Aim of the exercise: Within the entries that follow, show each line where the word "InMemoryTimeoutError" occurs.

Records for this exercise:
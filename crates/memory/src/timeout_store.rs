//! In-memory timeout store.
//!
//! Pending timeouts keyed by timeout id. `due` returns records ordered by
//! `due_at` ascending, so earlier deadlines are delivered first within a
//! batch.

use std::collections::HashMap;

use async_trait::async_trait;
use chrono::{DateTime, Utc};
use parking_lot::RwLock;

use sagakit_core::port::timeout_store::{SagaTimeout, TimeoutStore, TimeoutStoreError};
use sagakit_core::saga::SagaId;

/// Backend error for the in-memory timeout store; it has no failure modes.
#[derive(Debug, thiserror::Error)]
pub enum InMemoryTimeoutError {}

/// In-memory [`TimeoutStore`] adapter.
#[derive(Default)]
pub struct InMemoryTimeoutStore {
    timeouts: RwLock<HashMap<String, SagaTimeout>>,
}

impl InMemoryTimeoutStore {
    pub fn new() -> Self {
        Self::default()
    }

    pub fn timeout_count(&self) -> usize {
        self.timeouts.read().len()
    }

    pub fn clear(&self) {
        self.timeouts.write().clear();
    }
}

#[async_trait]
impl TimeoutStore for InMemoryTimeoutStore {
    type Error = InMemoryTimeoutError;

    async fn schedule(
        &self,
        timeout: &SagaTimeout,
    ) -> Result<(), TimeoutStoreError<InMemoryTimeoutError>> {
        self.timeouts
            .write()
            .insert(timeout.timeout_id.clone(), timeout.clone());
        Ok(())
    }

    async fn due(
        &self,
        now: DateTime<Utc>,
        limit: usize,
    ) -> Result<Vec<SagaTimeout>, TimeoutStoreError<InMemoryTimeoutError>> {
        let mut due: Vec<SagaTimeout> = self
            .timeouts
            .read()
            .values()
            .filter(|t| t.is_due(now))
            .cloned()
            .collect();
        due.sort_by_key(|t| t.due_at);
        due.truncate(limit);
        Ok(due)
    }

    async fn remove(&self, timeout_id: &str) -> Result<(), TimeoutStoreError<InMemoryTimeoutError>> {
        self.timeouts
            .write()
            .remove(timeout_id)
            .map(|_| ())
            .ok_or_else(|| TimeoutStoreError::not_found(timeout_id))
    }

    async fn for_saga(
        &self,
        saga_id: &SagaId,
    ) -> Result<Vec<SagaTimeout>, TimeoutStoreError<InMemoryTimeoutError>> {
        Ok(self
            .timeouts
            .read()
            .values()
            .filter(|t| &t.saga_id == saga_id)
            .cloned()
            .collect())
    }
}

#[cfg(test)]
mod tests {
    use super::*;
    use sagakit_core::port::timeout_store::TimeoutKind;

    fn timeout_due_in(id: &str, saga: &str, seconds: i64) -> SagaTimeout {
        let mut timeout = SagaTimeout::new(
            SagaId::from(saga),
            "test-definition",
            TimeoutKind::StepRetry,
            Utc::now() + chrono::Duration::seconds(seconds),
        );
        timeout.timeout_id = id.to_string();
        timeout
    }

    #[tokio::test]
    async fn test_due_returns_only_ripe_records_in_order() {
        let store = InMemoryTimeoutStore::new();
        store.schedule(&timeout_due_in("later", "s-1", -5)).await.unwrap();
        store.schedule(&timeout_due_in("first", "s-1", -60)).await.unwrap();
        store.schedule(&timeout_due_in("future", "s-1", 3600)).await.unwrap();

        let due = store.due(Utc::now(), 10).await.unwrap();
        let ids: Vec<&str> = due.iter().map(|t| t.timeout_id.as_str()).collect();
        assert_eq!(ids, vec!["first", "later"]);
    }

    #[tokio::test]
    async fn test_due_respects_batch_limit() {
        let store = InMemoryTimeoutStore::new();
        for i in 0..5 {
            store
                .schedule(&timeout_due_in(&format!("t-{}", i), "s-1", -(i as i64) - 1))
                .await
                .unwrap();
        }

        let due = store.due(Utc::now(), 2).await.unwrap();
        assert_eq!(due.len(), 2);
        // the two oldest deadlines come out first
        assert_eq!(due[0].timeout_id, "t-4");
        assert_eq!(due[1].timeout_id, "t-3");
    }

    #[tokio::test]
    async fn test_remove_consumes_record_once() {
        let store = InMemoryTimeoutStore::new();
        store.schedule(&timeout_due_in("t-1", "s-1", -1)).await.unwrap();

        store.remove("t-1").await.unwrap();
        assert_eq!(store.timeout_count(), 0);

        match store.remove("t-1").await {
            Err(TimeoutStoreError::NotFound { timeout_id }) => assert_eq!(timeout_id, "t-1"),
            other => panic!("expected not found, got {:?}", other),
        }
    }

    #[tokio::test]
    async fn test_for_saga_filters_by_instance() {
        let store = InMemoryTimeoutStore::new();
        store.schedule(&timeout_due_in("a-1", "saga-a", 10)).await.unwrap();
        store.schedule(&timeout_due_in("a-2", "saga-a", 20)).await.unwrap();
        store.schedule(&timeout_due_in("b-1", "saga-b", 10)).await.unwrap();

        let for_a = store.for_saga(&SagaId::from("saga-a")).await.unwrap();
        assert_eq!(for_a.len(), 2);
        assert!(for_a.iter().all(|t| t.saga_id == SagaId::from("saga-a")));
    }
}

--

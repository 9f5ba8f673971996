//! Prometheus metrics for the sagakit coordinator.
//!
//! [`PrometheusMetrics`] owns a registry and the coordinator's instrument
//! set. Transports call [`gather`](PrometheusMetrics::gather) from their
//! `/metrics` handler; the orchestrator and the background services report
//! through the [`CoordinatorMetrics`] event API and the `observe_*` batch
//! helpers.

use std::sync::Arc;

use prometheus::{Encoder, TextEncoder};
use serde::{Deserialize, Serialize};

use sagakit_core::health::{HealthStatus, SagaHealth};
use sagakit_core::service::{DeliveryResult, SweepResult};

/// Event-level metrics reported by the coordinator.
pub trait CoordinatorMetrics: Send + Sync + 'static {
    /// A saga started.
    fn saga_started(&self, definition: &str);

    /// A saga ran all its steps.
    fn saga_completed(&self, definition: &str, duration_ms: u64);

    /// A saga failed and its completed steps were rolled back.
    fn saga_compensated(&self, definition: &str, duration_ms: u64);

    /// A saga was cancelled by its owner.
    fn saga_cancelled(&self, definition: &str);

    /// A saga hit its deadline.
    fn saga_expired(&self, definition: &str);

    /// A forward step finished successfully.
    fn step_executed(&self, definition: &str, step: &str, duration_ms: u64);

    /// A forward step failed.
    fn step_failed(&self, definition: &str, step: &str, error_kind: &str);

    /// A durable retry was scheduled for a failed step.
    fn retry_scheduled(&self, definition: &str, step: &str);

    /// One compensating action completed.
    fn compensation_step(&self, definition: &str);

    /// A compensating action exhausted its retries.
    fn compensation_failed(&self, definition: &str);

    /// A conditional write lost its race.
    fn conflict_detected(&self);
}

Response to the exercise:
pub enum InMemoryTimeoutError {}
    type Error = InMemoryTimeoutError;
    ) -> Result<(), TimeoutStoreError<InMemoryTimeoutError>> {
    ) -> Result<Vec<SagaTimeout>, TimeoutStoreError<InMemoryTimeoutError>> {
    async fn remove(&self, timeout_id: &str) -> Result<(), TimeoutStoreError<InMemoryTimeoutError>> {
    ) -> Result<Vec<SagaTimeout>, TimeoutStoreError<InMemoryTimeoutError>> {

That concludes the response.